Turning off Autoresponders or Forwarders in the feature set for a cPanel account removes them or turns then off in cPanal and the webmail interface. (Works as expected.)

BUT... deselecting Password & Security removes it from cPanel's interface, while leaving it active in webmail's interface! Deselecting it in the default feature set, and selecting it in the disabled feature set still does not remove it from the webmail interface.

Additionally, there is a work-around (bug?) for changing user passwords (other than the main cPanel user). It is possible in cPanel, under Email Accounts, and also under User Manager (which cannot be turned off in the feature set) to change a user password. It's like this ONLY possible to prevent a cPanel account password change but not prevent other user password changes.

It makes sense that a cPanel user should be able to change email passwords in their account, but how do we prevent users from changing their own in webmail?

What am I missing?

-Pete
 

cPanelMichael

Administrator
Staff member
Apr 11, 2011
47,880
2,267
463
Hello Pete,

BUT... deselecting Password & Security removes it from cPanel's interface, while leaving it active in webmail's interface! Deselecting it in the default feature set, and selecting it in the disabled feature set still does not remove it from the webmail interface.
I've been unable to reproduce this behavior. Disabling the "Password and Security" feature removes the option to change the cPanel account username's password via cPanel >> User Prereferences, cPanel >> User Manager, and upon logging in to Webmail using the the cPanel username.

Are you referring to the individual email accounts as opposed to the cPanel account username. If so, it's by design that the "Password and Security" feature applies to the cPanel username itself and not the individual email accounts.

To clarify, are you looking for a way to prevent individual email account users from changing their passwords using Webmail? If so, that's not possible at this time. I encourage you to vote and add feedback to the following feature request if that's something you'd like to control:

Make webmail user settings menu customizable to remove features

Note that one option you can control is the ability to allow subaccount users to reset their password via email if they forget their password.
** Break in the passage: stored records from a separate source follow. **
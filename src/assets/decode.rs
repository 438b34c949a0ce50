use std::sync::Arc;

use crate::{
    assets::store::FeatureBitmap,
    foundation::error::{AdorableError, AdorableResult},
};

/// Decode PNG bytes into straight RGBA8.
///
/// Pixels keep their stored color even where alpha is zero; compositing premultiplies them.
pub fn decode_image(bytes: &[u8]) -> AdorableResult<FeatureBitmap> {
    let dyn_img = image::load_from_memory_with_format(bytes, image::ImageFormat::Png)
        .map_err(|e| AdorableError::asset(format!("decode png: {e}")))?;
    let rgba = dyn_img.to_rgba8();
    let (width, height) = rgba.dimensions();
    if width == 0 || height == 0 {
        return Err(AdorableError::asset("decoded image has zero area"));
    }

    Ok(FeatureBitmap {
        width,
        height,
        rgba8: Arc::new(rgba.into_raw()),
    })
}

#[cfg(test)]
#[path = "../../tests/unit/assets/decode.rs"]
mod tests;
The option is found under the System tab in WHM >> Tweak Settings:

Reset Password for Subaccounts

It won't stop them from changing their password if they already know the current password, but it does prevent them from resetting the password when they don't know the current password.

Thank you.
 

PeteS

Well-Known Member
Jun 8, 2017
390
88
78
Oregon
cPanel Access Level
Root Administrator
Sorry, this got dropped. Thanks for the info, and the feature link.

I do feel that limiting password changes by subaccounts (email users in this case) should be able to be limited, as forward and autoresponder creation is not. :)

-Pete
 
  • Like
Reactions: cPanelMichael